For my street photography, timing is critical. The moment that I release the shutter is based on the anticipation of a moment that passes in milliseconds. I have to know when I am going to release the shutter button even before I've fully depressed it. Those critical seconds can mean the difference between a successful and failed photograph.
Yet, as I began using my new camera, I kept missing the shot. Yes, the autofocus was faster. The delay between depressing the button and the camera taking the picture was shorter. But that completely threw me off. I found myself repeatedly depressing the shutter release button at the wrong time, based on my long-developed muscle memory with the previous version.
It was incredibly frustrating. As similar as this camera was from what I had used for the past five years, it was sufficiently different that I had to learn to adapt.
I'm not complaining that performance has improved, but it reminded me why I am often reluctant to upgrade to a new camera even when it offers the latest and greatest technology.

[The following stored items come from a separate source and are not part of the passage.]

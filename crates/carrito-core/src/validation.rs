//! # Validation Module
//!
//! Input validation utilities shared by products, discounts, cart
//! operations and command constructors.
//!
//! ## Usage
//! ```rust
//! use carrito_core::validation::{validate_name, validate_quantity};
//!
//! assert!(validate_name("Polera básica").is_ok());
//! assert!(validate_quantity(5).is_ok());
//! assert!(validate_quantity(0).is_err());
//! ```

use crate::error::ValidationError;

/// Result type for validation operations.
pub type ValidationResult<T> = Result<T, ValidationError>;

// =============================================================================
// String Validators
// =============================================================================

/// Validates a product name.
///
/// ## Rules
/// - Must not be blank (whitespace-only counts as blank)
pub fn validate_name(name: &str) -> ValidationResult<()> {
    if name.trim().is_empty() {
        return Err(ValidationError::Required {
            field: "name".to_string(),
        });
    }

    Ok(())
}

/// Validates a category, either on a product or as a discount target.
///
/// ## Rules
/// - Must not be blank (whitespace-only counts as blank)
pub fn validate_category(category: &str) -> ValidationResult<()> {
    if category.trim().is_empty() {
        return Err(ValidationError::Required {
            field: "category".to_string(),
        });
    }

    Ok(())
}

// =============================================================================
// Numeric Validators
// =============================================================================

/// Validates a base price.
///
/// ## Rules
/// - Must be finite
/// - Must be non-negative (zero is allowed: free items)
pub fn validate_base_price(price: f64) -> ValidationResult<()> {
    if !price.is_finite() {
        return Err(ValidationError::NotFinite {
            field: "base price".to_string(),
        });
    }

    if price < 0.0 {
        return Err(ValidationError::MustBeNonNegative {
            field: "base price".to_string(),
        });
    }

    Ok(())
}

/// Validates a unit count: a quantity being added or removed from a line.
///
/// ## Rules
/// - Must be strictly positive
pub fn validate_quantity(quantity: i64) -> ValidationResult<()> {
    if quantity <= 0 {
        return Err(ValidationError::MustBePositive {
            field: "quantity".to_string(),
        });
    }

    Ok(())
}

/// Validates a percentage discount rate.
///
/// ## Rules
/// - Must be finite
/// - Must be within `[0, 1]` (0.10 means 10% off)
pub fn validate_rate(rate: f64) -> ValidationResult<()> {
    if !rate.is_finite() {
        return Err(ValidationError::NotFinite {
            field: "rate".to_string(),
        });
    }

    if !(0.0..=1.0).contains(&rate) {
        return Err(ValidationError::RateOutOfRange { rate });
    }

    Ok(())
}

/// Validates a flat discount amount.
///
/// ## Rules
/// - Must be finite
/// - Must be non-negative
pub fn validate_amount(amount: f64) -> ValidationResult<()> {
    if !amount.is_finite() {
        return Err(ValidationError::NotFinite {
            field: "amount".to_string(),
        });
    }

    if amount < 0.0 {
        return Err(ValidationError::MustBeNonNegative {
            field: "amount".to_string(),
        });
    }

    Ok(())
}

// =============================================================================
// Unit Tests
// =============================================================================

For as long as I have been a photographer and magazine editor, I have frequently used equipment that's been cutting edge. It was there that I learned a valuable lesson. Every time I switched to another camera, much less a different system, there was a period when I paid more attention to the camera rather than to the moment playing out in front of me. I had to learn the nuances of every feature and control. This resulted in the mechanics taking priority over seeing and actually making images.

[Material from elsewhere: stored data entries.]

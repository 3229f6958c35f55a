//! # Error Types
//!
//! Domain-specific error types for carrito-core.
//!
//! ## Two-Tier Contract
//! ```text
//! ┌─────────────────────────────────────────────────────────────────────┐
//! │  Tier 1: construction-time rejection                                │
//! │  Invalid arguments (blank name, non-positive quantity, negative     │
//! │  amount, out-of-range rate) fail fast with Err(CoreError).          │
//! │                                                                     │
//! │  Tier 2: runtime soft-fail                                          │
//! │  Lookups by name or 1-based position that find no match return a    │
//! │  boolean, never an error, so a queued batch keeps running.          │
//! └─────────────────────────────────────────────────────────────────────┘
//! ```
//!
//! ## Design Principles
//! 1. Use `thiserror` for derive macros (not manual impl)
//! 2. Errors are enum variants, never bare strings
//! 3. Each message names the violated precondition

use thiserror::Error;

// =============================================================================
// Core Error
// =============================================================================

/// Core business logic errors.
#[derive(Debug, Error)]
pub enum CoreError {
    /// Validation error (wraps ValidationError).
    #[error("validation error: {0}")]
    Validation(#[from] ValidationError),

    /// A catalog file could not be parsed.
    #[error("invalid catalog: {0}")]
    InvalidCatalog(#[from] serde_json::Error),
}

// =============================================================================
// Validation Error
// =============================================================================

/// Input validation errors.
///
/// These occur when an argument does not meet a precondition. Used for
/// early validation before any cart state changes.
#[derive(Debug, Error)]
pub enum ValidationError {
    /// A required field is missing or blank.
    #[error("{field} is required")]
    Required { field: String },

    /// Value must be strictly positive.
    #[error("{field} must be positive")]
    MustBePositive { field: String },

    /// Value must be zero or greater.
    #[error("{field} must not be negative")]
    MustBeNonNegative { field: String },

    /// Value is NaN or infinite.
    #[error("{field} must be a finite number")]
    NotFinite { field: String },

    /// Discount rate outside the unit interval.
    #[error("discount rate {rate} must be between 0 and 1")]
    RateOutOfRange { rate: f64 },
}

// =============================================================================
// Result Type Alias
// =============================================================================

/// Convenience type alias for Results with CoreError.
pub type CoreResult<T> = Result<T, CoreError>;

// =============================================================================
// Unit Tests
// =============================================================================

When I see people constantly upgrading their camera with each new product announcement, I completely understand the temptation. The allure of the shiny and new has been ingrained in us since we were children. But when it comes to being creative, you interrupt a fluid process of seeing with a lack of familiarity. That may not be a bad thing, but it's something that I always take into consideration whenever I make the choice to replace what I've been using with something new. I have to accept that a lot of good images will be lost in that transition.
I have now had the x100F for about a week and I'm slowly getting acclimated to the way it performs and how it fits into my picture taking. In a short time, it will be as fluid to me as my previous camera was. And then I will be able to fully enjoy, appreciate and understand what this tool really has to offer me.